• DESCRIPTION OF THE TASK
Within the material below, filter for lines that hold the word "title".

• EXTRACTED RECORDS
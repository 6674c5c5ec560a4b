use std::{ops::Range, path::Path};

use eyre::{Context, Result, bail};
use plotters::{coord::Shift, prelude::*, series::DashedLineSeries};
use tracing::debug;

use crate::style::{MARKERS, Marker, PALETTE, Style};

const NOTE_BACKGROUND_ALPHA: f64 = 0.8;
const NOTE_BORDER: RGBColor = RGBColor(0xCC, 0xCC, 0xCC);

#[derive(Debug, Default, Clone, Copy, PartialEq, Eq)]
pub enum XScale {
    #[default]
    Linear,
    /// Logarithmic base 2. The axis is laid out in log2 space and spans
    /// exactly the data positions; ticks are labeled with the untransformed
    /// values.
    Log2,
}

#[derive(Debug, Clone)]
pub struct SeriesSpec {
    pub label: String,
    pub points: Vec<(f64, f64)>,
    pub color: RGBColor,
    pub marker: Marker,
    pub dashed: bool,
}

impl SeriesSpec {
    /// New solid series, color and marker taken from the style cycles by
    /// series index.
    pub fn new(label: impl Into<String>, points: Vec<(f64, f64)>, idx: usize) -> Self {
        Self {
            label: label.into(),
            points,
            color: PALETTE[idx % PALETTE.len()],
            marker: MARKERS[idx % MARKERS.len()],
            dashed: false,
        }
    }

    pub fn with_color(mut self, color: RGBColor) -> Self {
        self.color = color;
        self
    }

    pub fn with_marker(mut self, marker: Marker) -> Self {
        self.marker = marker;
        self
    }

    pub fn dashed(mut self) -> Self {
        self.dashed = true;
        self
    }
}

#[derive(Debug, Clone)]
pub struct LineChartSpec {
    pub title: String,
    pub x_label: String,
    pub y_label: String,
    pub x_scale: XScale,
    pub filename: String,
    pub series: Vec<SeriesSpec>,
}

impl LineChartSpec {
    pub fn new(
        title: impl Into<String>,
        x_label: impl Into<String>,
        y_label: impl Into<String>,
        filename: impl Into<String>,
    ) -> Self {
        Self {
            title: title.into(),
            x_label: x_label.into(),
            y_label: y_label.into(),
            x_scale: XScale::Linear,
            filename: filename.into(),
            series: Vec::new(),
        }
    }

    pub fn log2_x(mut self) -> Self {
        self.x_scale = XScale::Log2;
        self
    }

    pub fn with_series(mut self, series: SeriesSpec) -> Self {
        self.series.push(series);
        self
    }
}

/// Renders `spec` as a single PNG inside `out_dir`.
///
/// Owns the whole figure lifecycle: the drawing area is created here and
/// dropped on every exit path, and exactly one file is written per call
/// (overwriting any previous one).
pub fn render_line_chart(
    spec: &LineChartSpec,
    style: &Style,
    host_note: Option<&str>,
    out_dir: &Path,
) -> Result<()> {
    if !out_dir.exists() {
        std::fs::create_dir_all(out_dir)
            .context(format!("Create chart directory {}", out_dir.display()))?;
    }
    let path = out_dir.join(&spec.filename);

    let series_points = spec
        .series
        .iter()
        .map(|series| match spec.x_scale {
            XScale::Log2 => series.points.iter().map(|&(x, y)| (x.log2(), y)).collect(),
            XScale::Linear => series.points.clone(),
        })
        .collect::<Vec<Vec<(f64, f64)>>>();

    let ((x_min, x_max), (y_min, y_max)) = data_bounds(spec, &series_points)?;
    let (y_lo, y_hi) = padded(y_min, y_max, true);
    let (x_lo, x_hi) = match spec.x_scale {
        // The log axis spans exactly the data positions.
        XScale::Log2 => (x_min, x_max),
        XScale::Linear => padded(x_min, x_max, false),
    };
    let x_fmt: Box<dyn Fn(&f64) -> String> = match spec.x_scale {
        XScale::Log2 => Box::new(|v: &f64| format_tick(v.exp2())),
        XScale::Linear => Box::new(|v: &f64| format_tick(*v)),
    };

    let root = BitMapBackend::new(&path, (style.width, style.height)).into_drawing_area();
    root.fill(&style.theme.background)?;
    draw_on(
        &root,
        spec,
        &series_points,
        style,
        host_note,
        x_lo..x_hi,
        y_lo..y_hi,
        &x_fmt,
    )?;
    root.present()
        .context(format!("Save chart {}", path.display()))?;

    debug!("Wrote {}", path.display());
    Ok(())
}

#[allow(clippy::too_many_arguments)]
fn draw_on(
    root: &DrawingArea<BitMapBackend<'_>, Shift>,
    spec: &LineChartSpec,
    series_points: &[Vec<(f64, f64)>],
    style: &Style,
    host_note: Option<&str>,
    x_range: Range<f64>,
    y_range: Range<f64>,
    x_fmt: &dyn Fn(&f64) -> String,
) -> Result<()> {
    let x_span = x_range.end - x_range.start;
    let mut chart = ChartBuilder::on(root)
        .caption(spec.title.as_str(), style.title_font())
        .margin(style.margin())
        .x_label_area_size(style.x_label_area())
        .y_label_area_size(style.y_label_area())
        .build_cartesian_2d(x_range, y_range)?;

    let y_fmt = |v: &f64| format_tick(*v);
    let mut mesh = chart.configure_mesh();
    mesh.x_desc(spec.x_label.as_str())
        .y_desc(spec.y_label.as_str())
        .axis_desc_style(style.label_font())
        .label_style(style.tick_font())
        .x_label_formatter(x_fmt)
        .y_label_formatter(&y_fmt);
    if spec.x_scale == XScale::Log2 {
        // One tick per power of two across the data span.
        mesh.x_labels(x_span as usize + 1);
    }
    if style.theme.draw_grid {
        mesh.bold_line_style(style.theme.grid.stroke_width(style.px(0.5).max(1)))
            .light_line_style(style.theme.grid.mix(0.0));
    } else {
        mesh.disable_mesh();
    }
    mesh.draw()?;

    let line_width = style.line_width();
    let radius = style.marker_radius();
    let marker_edge = style.theme.background.stroke_width(style.marker_edge());
    let legend_len = style.px(8.0) as i32;
    let dash_len = style.px(5.0) as i32;
    let dash_gap = style.px(2.5) as i32;

    for (series, points) in spec.series.iter().zip(series_points) {
        let color = series.color;
        let stroke = color.stroke_width(line_width);

        let anno = if series.dashed {
            chart.draw_series(DashedLineSeries::new(
                points.iter().copied(),
                dash_len,
                dash_gap,
                stroke,
            ))?
        } else {
            chart.draw_series(LineSeries::new(points.iter().copied(), stroke))?
        };
        anno.label(series.label.as_str()).legend(move |(x, y)| {
            PathElement::new(
                vec![(x, y), (x + legend_len, y)],
                color.stroke_width(line_width),
            )
        });

        match series.marker {
            Marker::Circle => {
                chart.draw_series(points.iter().map(|&point| {
                    EmptyElement::at(point)
                        + Circle::new((0, 0), radius, color.filled())
                        + Circle::new((0, 0), radius, marker_edge)
                }))?;
            }
            Marker::Square => {
                chart.draw_series(points.iter().map(|&point| {
                    EmptyElement::at(point)
                        + Rectangle::new([(-radius, -radius), (radius, radius)], color.filled())
                        + Rectangle::new([(-radius, -radius), (radius, radius)], marker_edge)
                }))?;
            }
            Marker::Triangle => {
                chart.draw_series(points.iter().map(|&point| {
                    EmptyElement::at(point) + TriangleMarker::new((0, 0), radius, color.filled())
                }))?;
            }
        }
    }

    let (legend_bg, legend_border) = if style.theme.framed_legend {
        (
            style.theme.background.mix(0.9),
            style.theme.foreground.mix(1.0),
        )
    } else {
        (
            style.theme.background.mix(0.0),
            style.theme.foreground.mix(0.0),
        )
    };
    chart
        .configure_series_labels()
        .position(SeriesLabelPosition::UpperRight)
        .background_style(legend_bg)
        .border_style(legend_border)
        .label_font(style.legend_font())
        .draw()?;

    if let Some(note) = host_note {
        let (px_range, py_range) = chart.plotting_area().get_pixel_range();
        draw_host_note(root, style, note, (px_range.start, py_range.start))?;
    }

    Ok(())
}

/// Two-line host annotation on a translucent box in the upper-left corner
/// of the plotting area.
fn draw_host_note(
    root: &DrawingArea<BitMapBackend<'_>, Shift>,
    style: &Style,
    note: &str,
    (area_x, area_y): (i32, i32),
) -> Result<()> {
    let font = style.note_font();
    let pad = style.px(3.0) as i32;
    let gap = style.px(1.5) as i32;

    let lines = note.lines().collect::<Vec<_>>();
    let mut text_w = 0i32;
    let mut line_h = 0i32;
    for line in &lines {
        let (w, h) = root.estimate_text_size(line, &font)?;
        text_w = text_w.max(w as i32);
        line_h = line_h.max(h as i32);
    }
    let text_h = lines.len() as i32 * line_h + lines.len().saturating_sub(1) as i32 * gap;

    let x0 = area_x + pad;
    let y0 = area_y + pad;
    let corners = [(x0 - pad, y0 - pad), (x0 + text_w + pad, y0 + text_h + pad)];
    root.draw(&Rectangle::new(
        corners,
        style.theme.background.mix(NOTE_BACKGROUND_ALPHA).filled(),
    ))?;
    root.draw(&Rectangle::new(corners, NOTE_BORDER.stroke_width(1)))?;

    for (idx, line) in lines.iter().enumerate() {
        let y = y0 + idx as i32 * (line_h + gap);
        root.draw(&Text::new((*line).to_owned(), (x0, y), font.clone()))?;
    }
    Ok(())
}

fn data_bounds(
    spec: &LineChartSpec,
    series_points: &[Vec<(f64, f64)>],
) -> Result<((f64, f64), (f64, f64))> {
    let mut points = series_points.iter().flatten().copied();
    let Some((mut x_min, mut y_min)) = points.next() else {
        bail!("Chart {} has no data points", spec.title);
    };
    let (mut x_max, mut y_max) = (x_min, y_min);
    for (x, y) in points {
        x_min = x_min.min(x);
        x_max = x_max.max(x);
        y_min = y_min.min(y);
        y_max = y_max.max(y);
    }
    Ok(((x_min, x_max), (y_min, y_max)))
}

/// 5% margin around the data span. Non-negative axes are not padded below
/// zero.
fn padded(min: f64, max: f64, clamp_zero: bool) -> (f64, f64) {
    let span = max - min;
    let pad = if span > 0.0 {
        span * 0.05
    } else {
        (max.abs() * 0.05).max(0.5)
    };
    let lo = if clamp_zero && min >= 0.0 {
        (min - pad).max(0.0)
    } else {
        min - pad
    };
    (lo, max + pad)
}

/// Plain integers where exact, one-decimal scientific beyond 1e6.
fn format_tick(v: f64) -> String {
    let abs = v.abs();
    if abs >= 1.0e6 {
        let exp = abs.log10().floor() as i32;
        format!("{:.1}e{exp}", v / 10f64.powi(exp))
    } else if v == v.trunc() {
        format!("{v:.0}")
    } else {
        let s = format!("{v:.3}");
        s.trim_end_matches('0').trim_end_matches('.').to_owned()
    }
}

#[cfg(test)]
mod tests {
    use super::*;

    #[test]
    fn tick_formatting() {
        assert_eq!(format_tick(4096.0), "4096");
        assert_eq!(format_tick(14.5), "14.5");
        assert_eq!(format_tick(0.0), "0");
        assert_eq!(format_tick(2.5e9), "2.5e9");
        assert_eq!(format_tick(5.0e8), "5.0e8");
    }

    #[test]
    fn log2_ticks_label_byte_sizes() {
        // Tick positions live in log2 space; labels show the byte size.
        for (pos, label) in [(6.0, "64"), (8.0, "256"), (10.0, "1024"), (12.0, "4096")] {
            assert_eq!(format_tick(f64::exp2(pos)), label);
        }
    }

    #[test]
    fn padding_clamps_non_negative_axes_at_zero() {
        let (lo, hi) = padded(0.002346, 40.105459, true);
        assert_eq!(lo, 0.0);
        assert!(hi > 40.105459);

        let (lo, hi) = padded(14.261, 20.046, true);
        assert!(lo > 13.9 && lo < 14.261);
        assert!(hi > 20.046 && hi < 20.4);
    }

    #[test]
    fn series_defaults_follow_style_cycles() {
        let series = SeriesSpec::new("s", vec![(1.0, 1.0)], 8);
        assert_eq!(series.color, PALETTE[1]);
        assert_eq!(series.marker, MARKERS[2]);
        assert!(!series.dashed);
    }

    #[test]
    fn empty_spec_is_an_error() {
        let spec = LineChartSpec::new("t", "x", "y", "t.png");
        assert!(data_bounds(&spec, &[]).is_err());
    }
}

• RESULT OF THE TASK
    pub title: String,
        title: impl Into<String>,
            title: title.into(),
        .caption(spec.title.as_str(), style.title_font())
        bail!("Chart {} has no data points", spec.title);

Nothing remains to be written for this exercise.